Canadian opera singer

Jan Simons (11 November 1925 – 7 May 2006) was a Canadian baritone, music teacher and administrator. Complementing a vocal performance career in Canada in the 1950s and 1960s, he was a member of the faculty of music at McGill University in Montreal and a long-time teacher and general director at the summer music camp of Canadian Amateur Musicians/Musiciens Amateurs du Canada (CAMMAC).

== Life and career ==
Born in Düsseldorf, Germany, he lived in The Hague, Netherlands before moving with his family to Montreal in 1939. After graduating from high school, he studied voice in New York City with Emilio de Gogorza, then returned to Canada to attend The Royal Conservatory of Music in Toronto on a scholarship, where he studied with Emmy Heim and Ernesto Vinci.

Simons specialized in lieder as well as oratorio; notable performances include the 1956 Canadian premiere of the ballet Dark Elegies by the National Ballet of Canada, set to music of Mahler's Kindertotenlieder, and the Stratford Festival's first concert in 1955.
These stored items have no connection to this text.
impl Store {
    /// Create a store for `workspace` over `driver`.
    ///
    /// Requires at least one validator, and at least one validator that
    /// accepts the workspace address; otherwise the first rejection is
    /// returned. Calls [`Driver::begin`].
    pub fn new(
        mut driver: Box<dyn Driver>,
        validators: Vec<Arc<dyn Validator>>,
        workspace: WorkspaceId,
    ) -> Result<Self, StoreError> {
        if validators.is_empty() {
            return Err(ValidationError::NoValidators.into());
        }
        let mut first_rejection = None;
        let accepted = validators.iter().any(|validator| {
            match validator.check_workspace_is_valid(&workspace) {
                Ok(()) => true,
                Err(err) => {
                    first_rejection.get_or_insert(err);
                    false
                }
            }
        });
        if !accepted {
            // `first_rejection` is always set here: validators is non-empty
            // and none accepted.
            return Err(first_rejection.expect("rejection recorded").into());
        }

        driver.begin(&workspace).map_err(StoreError::Driver)?;

        let validators = validators
            .into_iter()
            .map(|validator| (validator.format().to_string(), validator))
            .collect();
        Ok(Store {
            inner: Arc::new(RwLock::new(StoreInner {
                workspace,
                driver,
                validators,
                now_override: None,
                closed: false,
            })),
            on_write: Default::default(),
            on_write_removal_id: Arc::new(AtomicU64::new(0)),
        })
    }

    /// The workspace address this store is bound to.
    pub fn workspace(&self) -> WorkspaceId {
        self.inner.read().workspace
    }

    /// Override the clock used in all time-dependent decisions.
    ///
    /// `None` restores the wall clock (microseconds since the Unix epoch).
    pub fn set_now_override(&self, now: Option<u64>) {
        self.inner.write().now_override = now;
    }

    /// Register a write observer. Observers run synchronously after every
    /// accepted write, in registration order; a panicking observer is
    /// isolated from the others and from the store.
    pub fn on_write(&self, callback: OnWriteCallback) -> RemovalToken {
        let removal_id = self.on_write_removal_id.fetch_add(1, Ordering::SeqCst);
        self.on_write.write().insert(removal_id, callback);
        RemovalToken(removal_id)
    }

    /// Unregister a write observer. Returns whether it was registered.
    pub fn remove_on_write(&self, token: RemovalToken) -> bool {
        self.on_write.write().remove(&token.0).is_some()
    }

    /// Sorted distinct authors of the live documents.
    pub fn authors(&self) -> Result<Vec<AuthorId>, StoreError> {
        let mut inner = self.inner.write();
        inner.ensure_open()?;
        let now = inner.now();
        inner.driver.authors(now).map_err(StoreError::Driver)
    }

    /// Sorted unique paths of documents matching `query`.
    pub fn paths(&self, query: Query) -> Result<Vec<String>, StoreError> {
        let mut inner = self.inner.write();
        inner.ensure_open()?;
        let now = inner.now();
        inner
            .driver
            .query_paths(&query, now)
            .map_err(StoreError::Driver)
    }

    /// Documents matching `query`, in history order.
    pub fn documents(&self, query: Query) -> Result<Vec<Document>, StoreError> {
        let mut inner = self.inner.write();
        inner.ensure_open()?;
        let now = inner.now();
        inner
            .driver
            .query_documents(&query, now)
            .map_err(StoreError::Driver)
    }

    /// The content of each document matching `query`, in history order.
    pub fn contents(&self, query: Query) -> Result<Vec<String>, StoreError> {
        Ok(self
            .documents(query)?
            .into_iter()
            .map(|doc| doc.content)
            .collect())
    }

    /// The latest live document at `path`, if any.
    pub fn get_document(&self, path: impl AsRef<str>) -> Result<Option<Document>, StoreError> {
        let mut inner = self.inner.write();
        inner.ensure_open()?;
        let now = inner.now();
        inner.latest_at(path.as_ref(), now)
    }

    /// The content of the latest live document at `path`, if any.
    pub fn get_content(&self, path: impl AsRef<str>) -> Result<Option<String>, StoreError> {
        Ok(self.get_document(path)?.map(|doc| doc.content))
    }

    /// Ingest a signed document into its `(path, author)` slot.
    ///
    /// The document is validated by the validator registered for its format
    /// and must be addressed to this store's workspace. If the slot already
    /// holds a live document with an equal or greater `(timestamp,
    /// signature)` pair, the ingest returns [`IngestOutcome::Ignored`] and
    /// nothing changes. Otherwise the slot is overwritten and a
    /// [`WriteEvent`] is published.
    pub fn ingest_document(
        &self,
        doc: Document,
        origin: IngestOrigin,
    ) -> Result<IngestOutcome, StoreError> {
        let event = {
            let mut inner = self.inner.write();
            inner.ensure_open()?;
            let validator = inner.validator_for(&doc.format)?;
            let now = inner.now();
            validator.check_document_is_valid(&doc, now)?;
            if doc.workspace != inner.workspace {
                return Err(ValidationError::WrongWorkspace {
                    expected: inner.workspace,
                    actual: doc.workspace,
                }
                .into());
            }

            // Critical section: the predecessor read, the upsert and the
            // latest read form one atomic step under the write guard.
            let slot_query = Query::all()
                .path(doc.path.clone())
                .author(doc.author)
                .history(History::All);
            let predecessor = inner
                .driver
                .query_documents(&slot_query, now)
                .map_err(StoreError::Driver)?
                .into_iter()
                .next();
            // An expired predecessor is invisible to the query and therefore
            // simply superseded.
            if let Some(prev) = predecessor {
                if (doc.timestamp, doc.signature.as_str())
                    <= (prev.timestamp, prev.signature.as_str())
                {
                    trace!(
                        path = %doc.path,
                        author = %doc.author.fmt_short(),
                        "ignoring obsolete document"
                    );
                    return Ok(IngestOutcome::Ignored);
                }
            }
            inner
                .driver
                .upsert_document(doc.clone())
                .map_err(StoreError::Driver)?;
            let latest = inner.latest_at(&doc.path, now)?;
            let is_latest = latest.as_ref() == Some(&doc);
            debug!(
                path = %doc.path,
                author = %doc.author.fmt_short(),
                is_latest,
                "stored document"
            );
            WriteEvent {
                origin,
                is_latest,
                document: doc,
            }
        };
        self.publish(&event);
        Ok(IngestOutcome::Accepted)
    }

    /// Author a document locally: complete the draft, sign it, ingest it.
    ///
    /// When the draft carries no timestamp (or `0`), the store assigns the
    /// current time bumped past the latest document at the path, so a local
    /// author's write always supersedes what they can currently see. The
    /// intended lifespan of an ephemeral document is preserved across the
    /// bump. An explicit timestamp is taken as-is after a validator bounds
    /// check.
    pub fn set(
        &self,
        keypair: &Author,
        draft: DocumentDraft,
    ) -> Result<IngestOutcome, StoreError> {
        let doc = {
            let mut inner = self.inner.write();
            inner.ensure_open()?;
            let validator = inner.validator_for(&draft.format)?;
            let now = inner.now();

            let should_bump = matches!(draft.timestamp, None | Some(0));
            let timestamp = match draft.timestamp {
                None | Some(0) => now,
                Some(timestamp) => {
                    validator.check_timestamp_is_ok(timestamp, draft.delete_after, now)?;
                    timestamp
                }
            };

            let mut doc = Document {
                format: draft.format,
                workspace: inner.workspace,
                path: draft.path,
                content_hash: Document::hash_content(&draft.content),
                content: draft.content,
                author: keypair.id(),
                timestamp,
                delete_after: draft.delete_after,
                signature: String::new(),
            };

            if should_bump {
                let lifespan = doc
                    .delete_after
                    .map(|delete_after| delete_after.saturating_sub(doc.timestamp));
                if let Some(latest) = inner.latest_at(&doc.path, now)? {
                    doc.timestamp = doc.timestamp.max(latest.timestamp + 1);
                }
                if let Some(lifespan) = lifespan {
                    doc.delete_after = Some(doc.timestamp + lifespan);
                }
            }

            validator.sign_document(keypair, doc)?
        };
        self.ingest_document(doc, IngestOrigin::Local)
    }

    /// Drop every document matching `query` from the driver.
    ///
    /// Unless the query says otherwise, every version is forgotten, not just
    /// the winning one per path. Returns the number of documents removed.
    /// Forgetting is local bookkeeping, not a write: no events are published
    /// and peers holding the documents will offer them again.
    pub fn forget(&self, mut query: Query) -> Result<usize, StoreError> {
        if query.history.is_none() {
            query.history = Some(History::All);
        }
        let mut inner = self.inner.write();
        inner.ensure_open()?;
        let now = inner.now();
        inner
            .driver
            .forget_documents(&query, now)
            .map_err(StoreError::Driver)
    }

    /// Reclaim expired documents. Returns the number removed.
    pub fn remove_expired_documents(&self) -> Result<usize, StoreError> {
        let mut inner = self.inner.write();
        inner.ensure_open()?;
        let now = inner.now();
        inner
            .driver
            .remove_expired_documents(now)
            .map_err(StoreError::Driver)
    }

    /// Set a workspace-local config value.
    pub fn set_config(&self, key: &str, value: &str) -> Result<(), StoreError> {
        let mut inner = self.inner.write();
        inner.ensure_open()?;
        inner
            .driver
            .set_config(key, value)
            .map_err(StoreError::Driver)
    }

    /// Get a workspace-local config value.
    pub fn get_config(&self, key: &str) -> Result<Option<String>, StoreError> {
        let mut inner = self.inner.write();
        inner.ensure_open()?;
        inner.driver.get_config(key).map_err(StoreError::Driver)
    }

    /// Delete a config value. Returns whether the key existed.
    pub fn delete_config(&self, key: &str) -> Result<bool, StoreError> {
        let mut inner = self.inner.write();
        inner.ensure_open()?;
        inner.driver.delete_config(key).map_err(StoreError::Driver)
    }

    /// Delete all config values.
    pub fn delete_all_config(&self) -> Result<(), StoreError> {
        let mut inner = self.inner.write();
        inner.ensure_open()?;
        inner.driver.delete_all_config().map_err(StoreError::Driver)
    }

    /// Whether [`Store::close`] has been called.
    pub fn is_closed(&self) -> bool {
        self.inner.read().closed
    }

    /// Close the store and release the driver. With `delete`, also destroy
    /// the backing storage.
    ///
    /// Closing an already-closed store is a no-op; every other operation on
    /// a closed store returns [`StoreError::Closed`].
    pub fn close(&self, delete: bool) -> Result<(), StoreError> {
        let mut inner = self.inner.write();
        if inner.closed {
            return Ok(());
        }
        inner.closed = true;
        inner.driver.close(delete).map_err(StoreError::Driver)
    }

    fn publish(&self, event: &WriteEvent) {
        let callbacks = self.on_write.read();
        for callback in callbacks.values() {
            if catch_unwind(AssertUnwindSafe(|| callback(event))).is_err() {
                warn!("write observer panicked");
            }
        }
    }
}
Simons taught voice in the Faculty of Music at McGill University from 1961 to 1993, continuing to teach song interpretation as well as vocal technique privately until his death. He also taught for periods of time at Montreal's Marianopolis College and Vanier College. Notable students who went on to vocal careers of their own include Stephanie Marshall and Matthew White. He received the Opus Prix Hommage from the Conseil québécois de la musique in 2005.

He is the father of six children, including Nicholas Simons, a Member of the Legislative Assembly of British Columbia.